Anthologies, having limited space, make a choice between representing the best writers at length, or representing a larger number of writers more briefly. Larkin chooses the latter: the book includes 584 poems by about 200 poets, which this means that many poets (outside the "greats" -- Hardy, Yeats and Eliot -- who are all fully represented) are represented by as little as two poems.
But this approach has virtues. Larkin includes poems by many poets who aren't considered "major writers"; and who, while often well-known in their lives, are not likely to be known to readers now. This is interesting, of course, as it reminds a reader that poets are not only influenced by the best writers, but also by the second best. There is also, perhaps, an attempt here to sketch a certain tradition of English twentieth century writing: one that, although it includes Eliot and Basil Bunting, is in the main, colloquial, unheroic and keen to document domestic events and emotions in poetry that is, if not strictly formal, at least nodding at formal arrangement.

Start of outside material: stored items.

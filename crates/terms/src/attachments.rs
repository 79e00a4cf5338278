use std::collections::BTreeMap;
use std::fmt;
use std::sync::Arc;

use itertools::Itertools;

use crate::Term;

/// A single auxiliary value attached to a term.
#[derive(Clone, Debug, PartialEq, Eq, Hash)]
pub enum Attachment {
    Text(String),
    Integer(i64),
    /// The layout between the children of a term, in source order.
    Separators(Vec<String>),
    /// An arbitrary term, for example the term this one originates from.
    Term(Term),
}

/// The keyed side-channel of a term. Attachments do not take part in the
/// default equality and hash of terms, but can be compared explicitly with
/// [Term::equals].
///
/// Cloning is cheap since the underlying map is shared.
#[derive(Clone, Default, PartialEq, Eq, Hash)]
pub struct Attachments {
    entries: Option<Arc<BTreeMap<String, Attachment>>>,
}

impl Attachments {
    /// The key that is used to store the layout separators.
    pub const SEPARATORS: &'static str = "separators";

    /// Returns the empty set of attachments.
    pub fn empty() -> Self {
        Self::default()
    }

    /// Returns attachments that only contain the given separators.
    pub fn separators<S: Into<String>>(separators: impl IntoIterator<Item = S>) -> Self {
        Self::empty().with(
            Self::SEPARATORS,
            Attachment::Separators(separators.into_iter().map(Into::into).collect()),
        )
    }

    /// Returns a copy with the given entry added, replacing a previous entry
    /// under the same key.
    pub fn with(&self, key: impl Into<String>, value: Attachment) -> Self {
        let mut entries = self.entries.as_deref().cloned().unwrap_or_default();
        entries.insert(key.into(), value);
        Self {
            entries: Some(Arc::new(entries)),
        }
    }

    /// Returns a copy without the entry for the given key.
    pub fn without(&self, key: &str) -> Self {
        match &self.entries {
            Some(entries) if entries.contains_key(key) => {
                let mut entries = entries.as_ref().clone();
                entries.remove(key);
                Self::from_map(entries)
            }
            _ => self.clone(),
        }
    }

    /// Returns the attachment stored under the given key.
    pub fn get(&self, key: &str) -> Option<&Attachment> {
        self.entries.as_ref()?.get(key)
    }

    /// Returns the layout separators, if present.
    pub fn get_separators(&self) -> Option<&[String]> {
        match self.get(Self::SEPARATORS)? {
            Attachment::Separators(separators) => Some(separators),
            _ => None,
        }
    }

    pub fn is_empty(&self) -> bool {
        self.len() == 0
    }

    pub fn len(&self) -> usize {
        self.entries.as_ref().map_or(0, |entries| entries.len())
    }

    /// Iterates over the entries ordered by key.
    pub fn iter(&self) -> impl Iterator<Item = (&str, &Attachment)> {
        self.entries
            .iter()
            .flat_map(|entries| entries.iter().map(|(key, value)| (key.as_str(), value)))
    }

    /// Returns true iff both refer to the same shared map, which implies equality.
    pub fn ptr_eq(&self, other: &Attachments) -> bool {
        match (&self.entries, &other.entries) {
            (Some(left), Some(right)) => Arc::ptr_eq(left, right),
            (None, None) => true,
            _ => false,
        }
    }

    fn from_map(entries: BTreeMap<String, Attachment>) -> Self {
        if entries.is_empty() {
            Self::empty()
        } else {
            Self {
                entries: Some(Arc::new(entries)),
            }
        }
    }
}

impl<K: Into<String>> FromIterator<(K, Attachment)> for Attachments {
    fn from_iter<I: IntoIterator<Item = (K, Attachment)>>(iter: I) -> Self {
        Self::from_map(iter.into_iter().map(|(key, value)| (key.into(), value)).collect())
    }
}

impl fmt::Debug for Attachments {
    fn fmt(&self, f: &mut fmt::Formatter<'_>) -> fmt::Result {
        write!(
            f,
            "{{{}}}",
            self.iter()
                .format_with(", ", |(key, value), f| f(&format_args!("{key}: {value:?}")))
        )
    }
}
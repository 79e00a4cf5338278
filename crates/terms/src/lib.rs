#![doc = include_str!("../README.md")]
#![forbid(unsafe_code)]

mod attachments;
mod builder;
mod error;
mod random_term;
mod term;
mod transformer;
mod visitor;

pub use attachments::*;
pub use builder::*;
pub use error::*;
pub use random_term::*;
pub use term::*;
pub use transformer::*;
pub use visitor::*;
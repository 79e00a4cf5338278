use std::fmt;

use terma_terms::Term;
use terma_terms::TermError;
use terma_terms::TermVar;

use crate::EquivalenceClass;
use crate::Substitution;

/// The substitution that maps every variable to itself.
#[derive(Clone, Copy, Default, PartialEq, Eq)]
pub struct EmptySubstitution;

impl Substitution for EmptySubstitution {
    fn find(&self, _var: &TermVar) -> Option<TermVar> {
        None
    }

    fn value(&self, _var: &TermVar) -> Option<Term> {
        None
    }

    fn to_map(&self) -> Vec<EquivalenceClass> {
        Vec::new()
    }

    fn len(&self) -> usize {
        0
    }

    fn apply(&self, term: &Term) -> Result<Term, TermError> {
        Ok(term.clone())
    }
}

impl fmt::Debug for EmptySubstitution {
    fn fmt(&self, f: &mut fmt::Formatter<'_>) -> fmt::Result {
        write!(f, "[]")
    }
}
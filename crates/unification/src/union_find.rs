#![forbid(unsafe_code)]

use std::fmt;

use terma_collections::DisjointMap;
use terma_collections::VecSet;
use terma_terms::Term;
use terma_terms::TermVar;

use crate::EquivalenceClass;
use crate::Substitution;
use crate::UnificationError;
use crate::engine;
use crate::engine::BindingStore;
use crate::substitution::format_substitution;

/// A mutable substitution backed by a [DisjointMap], which compresses the
/// paths of the variables it looks up during unification.
#[derive(Clone, Default)]
pub struct UnionFindSubstitution {
    classes: DisjointMap<TermVar, Option<Term>>,
}

impl UnionFindSubstitution {
    pub fn new() -> Self {
        Self::default()
    }

    /// Extends the substitution such that both terms become equal. The
    /// substitution is consumed, since a failed unification leaves it in an
    /// unspecified state.
    pub fn unify(self, left: &Term, right: &Term) -> Result<Self, UnificationError> {
        self.unify_all([(left.clone(), right.clone())])
    }

    /// Extends the substitution such that the terms of every pair become equal.
    pub fn unify_all(mut self, pairs: impl IntoIterator<Item = (Term, Term)>) -> Result<Self, UnificationError> {
        engine::unify_pairs(&mut self, pairs)?;
        Ok(self)
    }
}

impl Substitution for UnionFindSubstitution {
    fn find(&self, var: &TermVar) -> Option<TermVar> {
        self.classes.representative(var)
    }

    fn value(&self, var: &TermVar) -> Option<Term> {
        self.classes.get(var).cloned().flatten()
    }

    fn to_map(&self) -> Vec<EquivalenceClass> {
        self.classes
            .classes()
            .into_iter()
            .map(|class| EquivalenceClass {
                variables: VecSet::from_iter(class.members),
                value: class.value.clone(),
            })
            .collect()
    }
}

impl BindingStore for UnionFindSubstitution {
    fn representative(&mut self, var: &TermVar) -> Option<TermVar> {
        self.classes.find(var)
    }

    fn class_value(&self, var: &TermVar) -> Option<Term> {
        self.value(var)
    }

    fn bind(&mut self, var: TermVar, term: Term) {
        if !self.classes.set(&var, Some(term.clone())) {
            self.classes.insert(var, Some(term));
        }
    }

    fn merge(&mut self, left: TermVar, right: TermVar) -> Option<(Term, Term)> {
        let mut pending = None;
        self.classes.union(left, right, || None, |from, into| merge_values(from, into, &mut pending));
        pending
    }
}

/// Combines the values of two merged classes. When both have a value the
/// surviving one is kept, and both are stored in `pending` to be unified.
pub(crate) fn merge_values(from: Option<Term>, into: Option<Term>, pending: &mut Option<(Term, Term)>) -> Option<Term> {
    match (from, into) {
        (Some(from), Some(into)) => {
            *pending = Some((from, into.clone()));
            Some(into)
        }
        (from, into) => into.or(from),
    }
}

impl fmt::Debug for UnionFindSubstitution {
    fn fmt(&self, f: &mut fmt::Formatter<'_>) -> fmt::Result {
        format_substitution(f, self)
    }
}
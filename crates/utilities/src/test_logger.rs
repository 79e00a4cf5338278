/// Initialises `env_logger` for tests. The output is captured by the test
/// harness, so it is only shown for failing tests (or with `--nocapture`).
pub fn test_logger() {
    if cfg!(not(feature = "terma_miri")) {
        // Tests run in parallel, so the logger may already be initialised.
        let _ = env_logger::builder().is_test(true).try_init();
    }
}
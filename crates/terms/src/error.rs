use thiserror::Error;

use crate::Term;

/// The errors that can occur while constructing a term.
#[derive(Error, Debug, Clone)]
pub enum TermError {
    /// The term would violate one of the structural invariants of its variant.
    #[error("malformed term: {0}")]
    Malformed(String),

    /// An operation received a term of a shape it cannot handle, for example a
    /// non-list as the tail of a cons.
    #[error("{operation} expected {expected}, but got {term}")]
    IllegalShape {
        operation: &'static str,
        expected: &'static str,
        term: Term,
    },
}

impl TermError {
    /// Shorthand to construct a [TermError::IllegalShape].
    pub(crate) fn illegal_shape(operation: &'static str, expected: &'static str, term: &Term) -> Self {
        TermError::IllegalShape {
            operation,
            expected,
            term: term.clone(),
        }
    }
}
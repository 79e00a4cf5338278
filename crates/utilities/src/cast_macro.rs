/// Extracts the payload of an enum variant, and panics for any other variant.
///
/// The short form `cast!(value, Enum::Variant)` handles single-field tuple
/// variants. The long form `cast!(value, Enum::Variant { a, b } => (a, b))`
/// accepts any pattern and returns the given expression of its bindings.
#[macro_export]
macro_rules! cast {
    ($target: expr, $pat: pat => $result: expr) => {{
        match $target {
            $pat => $result,
            _ => panic!("mismatch variant when cast to {}", stringify!($pat)),
        }
    }};
    ($target: expr, $pat: path) => {{
        if let $pat(a) = $target {
            a
        } else {
            panic!("mismatch variant when cast to {}", stringify!($pat));
        }
    }};
}
#![doc = include_str!("../README.md")]
#![forbid(unsafe_code)]

mod empty;
mod engine;
mod error;
mod persistent;
mod singleton;
mod substitution;
mod unifier;
mod union_find;

pub use empty::*;
pub use error::*;
pub use persistent::*;
pub use singleton::*;
pub use substitution::EquivalenceClass;
pub use substitution::Substitution;
pub use unifier::*;
pub use union_find::UnionFindSubstitution;
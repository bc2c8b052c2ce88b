// Block directory lookup: maps a pair index to the address of two adjacent
// 8-byte block pointers. The host does this with its own function; snapshots
// use a declared pair table instead.
use std::ffi::c_void;

use tracing::trace;

use crate::core::error::{Error, ErrorKind};
use crate::core::geometry::PairTableGeometry;
use crate::core::memory::{Memory, ProcessMemory};

pub trait Directory<M: Memory + ?Sized> {
    /// Address of directory entry `pair_index`: two consecutive block pointers.
    fn pair_address(&self, memory: &M, pool: u64, pair_index: u64) -> Result<u64, Error>;
}

/// Pair array whose base pointer is stored in the pool header.
#[derive(Clone, Copy, Debug)]
pub struct PairTable {
    geometry: PairTableGeometry,
}

impl PairTable {
    pub fn new(geometry: PairTableGeometry) -> Self {
        Self { geometry }
    }
}

impl<M: Memory + ?Sized> Directory<M> for PairTable {
    fn pair_address(&self, memory: &M, pool: u64, pair_index: u64) -> Result<u64, Error> {
        let table = memory.read_u64(pool.wrapping_add(self.geometry.table_offset))?;
        let pair = table.wrapping_add(pair_index.wrapping_mul(self.geometry.pair_stride));
        trace!(pool, pair_index, table, pair, "pair table lookup");
        Ok(pair)
    }
}

/// Signature of the host's pool item lookup.
pub type PoolFindItemFn = unsafe extern "C" fn(pool: *mut c_void, index: u64) -> *mut u8;

/// Calls the host's own lookup function in the current process.
#[derive(Clone, Copy, Debug)]
pub struct HostDirectory {
    find_item: PoolFindItemFn,
}

impl HostDirectory {
    pub fn new(find_item: PoolFindItemFn) -> Self {
        Self { find_item }
    }

    /// # Safety
    ///
    /// `address` must be the entry point of a function with the
    /// [`PoolFindItemFn`] signature inside the current process.
    pub unsafe fn from_address(address: u64) -> Result<Self, Error> {
        if address == 0 {
            return Err(Error::new(ErrorKind::Usage).with_message("pool lookup function address is null"));
        }
        let find_item = unsafe { std::mem::transmute::<usize, PoolFindItemFn>(address as usize) };
        Ok(Self { find_item })
    }
}

impl Directory<ProcessMemory> for HostDirectory {
    fn pair_address(&self, _memory: &ProcessMemory, pool: u64, pair_index: u64) -> Result<u64, Error> {
        let pair = unsafe { (self.find_item)(pool as usize as *mut c_void, pair_index) } as u64;
        trace!(pool, pair_index, pair, "host pool lookup");
        if pair == 0 {
            return Err(Error::new(ErrorKind::Fault)
                .with_message(format!("host lookup returned null for pair {pair_index}"))
                .with_address(pool));
        }
        Ok(pair)
    }
}

#[cfg(test)]
mod tests {
    use super::{Directory, HostDirectory, PairTable};
    use crate::core::error::ErrorKind;
    use crate::core::geometry::PairTableGeometry;
    use crate::core::memory::{Memory, ProcessMemory, Segment, SnapshotMemory};
    use std::ffi::c_void;

    #[test]
    fn pair_table_strides_from_header_pointer() {
        let memory = SnapshotMemory::new()
            .with_segment(Segment::zeroed(0x100, 0x40))
            .expect("segment");
        memory.write_u64(0x100 + 24, 0x8000).expect("table");
        let table = PairTable::new(PairTableGeometry::default());
        assert_eq!(table.pair_address(&memory, 0x100, 0).expect("pair"), 0x8000);
        assert_eq!(table.pair_address(&memory, 0x100, 3).expect("pair"), 0x8030);
    }

    #[test]
    fn pair_table_faults_on_unmapped_header() {
        let memory = SnapshotMemory::new();
        let table = PairTable::new(PairTableGeometry::default());
        let err = table.pair_address(&memory, 0x100, 0).expect_err("fault");
        assert_eq!(err.kind(), ErrorKind::Fault);
    }

    extern "C" fn fake_find_item(pool: *mut c_void, index: u64) -> *mut u8 {
        (pool as u64 + 0x100 + index * 16) as usize as *mut u8
    }

    extern "C" fn null_find_item(_pool: *mut c_void, _index: u64) -> *mut u8 {
        std::ptr::null_mut()
    }

    #[test]
    fn host_directory_calls_bound_function() {
        let memory = unsafe { ProcessMemory::new() };
        let address = fake_find_item as usize as u64;
        let directory = unsafe { HostDirectory::from_address(address) }.expect("bind");
        assert_eq!(directory.pair_address(&memory, 0x5000, 2).expect("pair"), 0x5120);

        let directory = HostDirectory::new(null_find_item);
        let err = directory.pair_address(&memory, 0x5000, 0).expect_err("null");
        assert_eq!(err.kind(), ErrorKind::Fault);

        let err = unsafe { HostDirectory::from_address(0) }.expect_err("null address");
        assert_eq!(err.kind(), ErrorKind::Usage);
    }
}
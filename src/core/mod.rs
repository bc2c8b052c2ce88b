// Core modules: foreign memory access, declarative layouts, and slot-pool resolution.
pub mod bindings;
pub mod directory;
pub mod dispatch;
pub mod error;
pub mod geometry;
pub mod hexint;
pub mod layout;
pub mod listeners;
pub mod memory;
pub mod overlay;
pub mod profile;
pub mod resolver;
fn add_hint(err: Error) -> Error {
    if err.hint().is_some() {
        return err;
    }
    let hint = match err.kind() {
        ErrorKind::Fault => "Address is outside every --segment. Add the dump that covers it.",
        ErrorKind::Corrupt => "Pool header looks wrong. Check the pool address and the profile geometry.",
        ErrorKind::Layout => "Fix the profile, then run `poolprobe profile check`.",
        ErrorKind::Busy => "Dump file is locked by another poolprobe process. Retry once it exits.",
        ErrorKind::Permission => "Permission denied. Check the dump file permissions.",
        _ => return err,
    };
    err.with_hint(hint)
}

fn emit_json(value: Value, color_mode: ColorMode) {
    let is_tty = io::stdout().is_terminal();
    let use_color = color_mode.use_color(is_tty);
    let json = if is_tty || use_color {
        colorize_json(&value, use_color)
    } else {
        serde_json::to_string(&value)
            .unwrap_or_else(|_| "{\"error\":\"json encode failed\"}".to_string())
    };
    println!("{json}");
}

#[derive(Copy, Clone, Debug)]
enum AnsiColor {
    Red,
    Yellow,
}

fn colorize_label(label: &str, enabled: bool, color: AnsiColor) -> String {
    if !enabled {
        return label.to_string();
    }
    let code = match color {
        AnsiColor::Red => "31",
        AnsiColor::Yellow => "33",
    };
    format!("\u{1b}[{code}m{label}\u{1b}[0m")
}

fn emit_error(err: &Error, color_mode: ColorMode) {
    let is_tty = io::stderr().is_terminal();
    if is_tty {
        eprintln!("{}", error_text(err, color_mode.use_color(is_tty)));
        return;
    }

    let value = error_json(err);
    let json = serde_json::to_string(&value).unwrap_or_else(|_| {
        "{\"error\":{\"kind\":\"Internal\",\"message\":\"json encode failed\"}}".to_string()
    });
    eprintln!("{json}");
}

fn error_message(err: &Error) -> String {
    if let Some(message) = err.message() {
        return message.to_string();
    }
    match err.kind() {
        ErrorKind::Internal => "internal error".to_string(),
        ErrorKind::Usage => "usage error".to_string(),
        ErrorKind::NotFound => "not found".to_string(),
        ErrorKind::Fault => "invalid address".to_string(),
        ErrorKind::Layout => "invalid layout".to_string(),
        ErrorKind::Corrupt => "corrupt data".to_string(),
        ErrorKind::Busy => "resource is busy".to_string(),
        ErrorKind::Permission => "permission denied".to_string(),
        ErrorKind::Io => "i/o error".to_string(),
    }
}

Lovers of Larkin, or of the sort of poetry outlined above, may well find themselves overjoyed by this anthology. Readers whose tastes are for the outlandish, excessive and outragous may be impatient. Personally I think that poetry is at its healthiest when these two groups are not entirely separated: when they both can agree on certain writers to admire; and when both of them at least are aware of and respectful of the other's tastes.
Perhaps people who find themselves entirely in accord with this anthology should also look at Rosenthal's 'Poetry in English' -- a dull name but a fantastic anthology -- for an alternative view of Twentieth Century poetry. (And perhaps, for fuller coverage of the post-1960s poets, Lucie-Smith's 'British Poetry Since 1945'; and for a look at where this alternative English tradition can lead to, Crozier and Longville's 'A Various Art' or Sinclair's 'Conductors of Chaos'.) And for the opposite group: this anthology, with the reminder that Pound, the key figure in the Modernist movement, thought very highly of the key poetic figure in Larkin's English tradition, Thomas Hardy.